Eksklusivitas Hibah Kesbangpol Sulsel: Ketika FKUB Diistimewakan, OKP Ditinggalkan

BERANDANEWS- Makassar, Setiap tahun, Kesbangpol Provinsi Sulawesi Selatan mengalokasikan dana hibah untuk mendukung kegiatan lembaga kemasyarakatan dan OKP. Namun belakangan muncul dugaan bahwa pembagian hibah itu tidak berjalan secara adil: ada OKP yang “dipinggirkan”, terseleksi secara arbitrer, atau diperlakukan berbeda dari norma transparansi.

Pada dasarnya Kesbangpol Sulsel menjalankan tugas sebagai fasilitator atau sebagai penentu dalam keberlangsungan program OKP atau Partai Politik.

Hal tersebut diungkapkan Wakil Ketua Pemoeda Perti Sulsel, Arif Ade Kantari, Kamis (16/10/2025).

“Ini bukan sekadar masalah angka atau anggaran. Ini adalah masalah struktur kelembagaan, akses informasi, dan kepentingan kekuasaan lokal. Agar dana hibah menjadi instrumen pemberdayaan, bukan patronase, perlu reformasi transparansi, mekanisme independen, dan partisipasi aktif OKP dalam setiap tahap kebijakan,” jelasnya.

Menurutnya, Implikasi Ketidakadilan dapat menimbulkan rusaknya kepercayaan OKP terhadap pemerintah, termasuk menghambat pengembangan potensi kepemudaan.

“Indikasinya kuat, bahwa Kesbangpol dalam hal ini lebih menguatkan hegemoni organisasi tertentu, yang selalu mendapat hibah semakin kuat, sedangkan OKP yang baru atau dianggap lemah makin tertinggal.

“Idealnya Kesbangpol itu punya tim independen yang mengevaluasi kegiatan OKP, bukan staf bawahan yang tergantung langsung pada kepala. Tanpa itu, kepala Kesbangpol punya kuasa penuh untuk memilih mana OKP ‘disayang’ dan mana yang dikesampingkan,” jelas Advokat Muda ini.

Arif Ade Kantari menilai, ketika disebut anggaran hibah minim, wajar jika tidak semua OKP bisa dibantu. Tapi masalahnya, alokasi kuota dan prioritas siapa yang menerima sering tidak dijelaskan ke publik.

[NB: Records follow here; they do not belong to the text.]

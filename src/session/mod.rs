// src/session/mod.rs

//! Master-side session: drives the meter from PC-connect to EXT measurements.

mod handshake;
mod measure;

use std::time::Duration;

use crate::common::{
    channel::SerialChannel,
    command::Command,
    error::Cl200Error,
    frame::{self, Frame},
};

/// Connection progress of a session.
///
/// Monotonic except for one back-edge: a failed EXT-arm attempt with the
/// hold-not-established status re-enters `Held`.
#[derive(Debug, Copy, Clone, PartialEq, Eq)]
pub enum SessionState {
    Disconnected,
    PcConnected,
    Held,
    ExtArmed,
}

/// What to do when the PC-connect acknowledge never matches.
#[derive(Debug, Copy, Clone, PartialEq, Eq, Default)]
pub enum HandshakePolicy {
    /// Surface a handshake error and let the caller decide.
    #[default]
    Strict,
    /// Log a warning and continue in a degraded state.
    Lenient,
}

/// A single exclusive session with one meter over one channel.
///
/// Construction performs no I/O; [`connect`](Cl200Session::connect) runs the
/// handshake and [`measure`](Cl200Session::measure) takes readings once the
/// session is armed. The channel is owned for the session's lifetime and
/// closed when the session is dropped.
#[derive(Debug)]
pub struct Cl200Session<C: SerialChannel> {
    channel: C,
    state: SessionState,
    policy: HandshakePolicy,
}

impl<C: SerialChannel> Cl200Session<C> {
    pub fn new(channel: C) -> Self {
        Self::with_policy(channel, HandshakePolicy::default())
    }

    pub fn with_policy(channel: C, policy: HandshakePolicy) -> Self {
        Cl200Session {
            channel,
            state: SessionState::Disconnected,
            policy,
        }
    }

    pub fn state(&self) -> SessionState {
        self.state
    }

    pub fn policy(&self) -> HandshakePolicy {
        self.policy
    }

    /// Releases the underlying channel.
    pub fn into_channel(self) -> C {
        self.channel
    }

    /// Clears both buffers, writes one frame, and waits out its settle delay.
    ///
    /// The clears must precede every write: a stale byte from a prior
    /// exchange must never be read back as the current response.
    fn send_frame(&mut self, frame: &Frame, settle: Duration) -> Result<(), Cl200Error<C::Error>> {
        self.channel.reset_input_buffer().map_err(Cl200Error::Io)?;
        self.channel.reset_output_buffer().map_err(Cl200Error::Io)?;
        self.channel
            .write_all(frame.as_bytes())
            .map_err(Cl200Error::Io)?;
        self.channel.delay(settle);
        Ok(())
    }

    fn send_command(&mut self, command: Command, settle: Duration) -> Result<(), Cl200Error<C::Error>> {
        let frame = frame::encode(command);
        self.send_frame(&frame, settle)
    }

    fn read_line(&mut self) -> Result<Vec<u8>, Cl200Error<C::Error>> {
        self.channel.read_line().map_err(Cl200Error::Io)
    }
}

“Jika FKUB, PMI, DMI mendapatkan hibah karena kriteria tertentu, rubrik tersebut harus dipublikasikan agar OKP memahami apa yang dibutuhkan,” jelasnya.

Namun yang patut dipertanyakan untuk peran FKUB (Forum Kerukunan Umat Beragama) sendiri, dimana isu kerukunan beragama yang ada di Sulsel saat ini menjadi sorotan, melalui lembaga Setara Institute yang menyebut Indeks Kota Toleran (IKT) tahun 2024, Kota Parepare, Sulsel, menempati posisi paling intoleran dari 94 kota besar di Indonesia menurut IKT 2024 dengan Skor Parepare adalah 3,945.

Kemudian Makassar juga mendapat skor rendah dalam indeks yang sama, yaitu 4,363, termasuk dalam 10 kota dengan toleransi terendah.

“Lantas dari data tersebut, apakah layak dan sudahkah tepat sasaran anggaran dana hibah yang dikeluarkan pemerintah provinsi untuk FKUB?. Dengan anggaran yang begitu besar, FKUB dengan program deradikalisasi, sosialisasi toleransi, pemetaan layanan keagamaan apakah sudah maksimal?,” tegasnya.(*)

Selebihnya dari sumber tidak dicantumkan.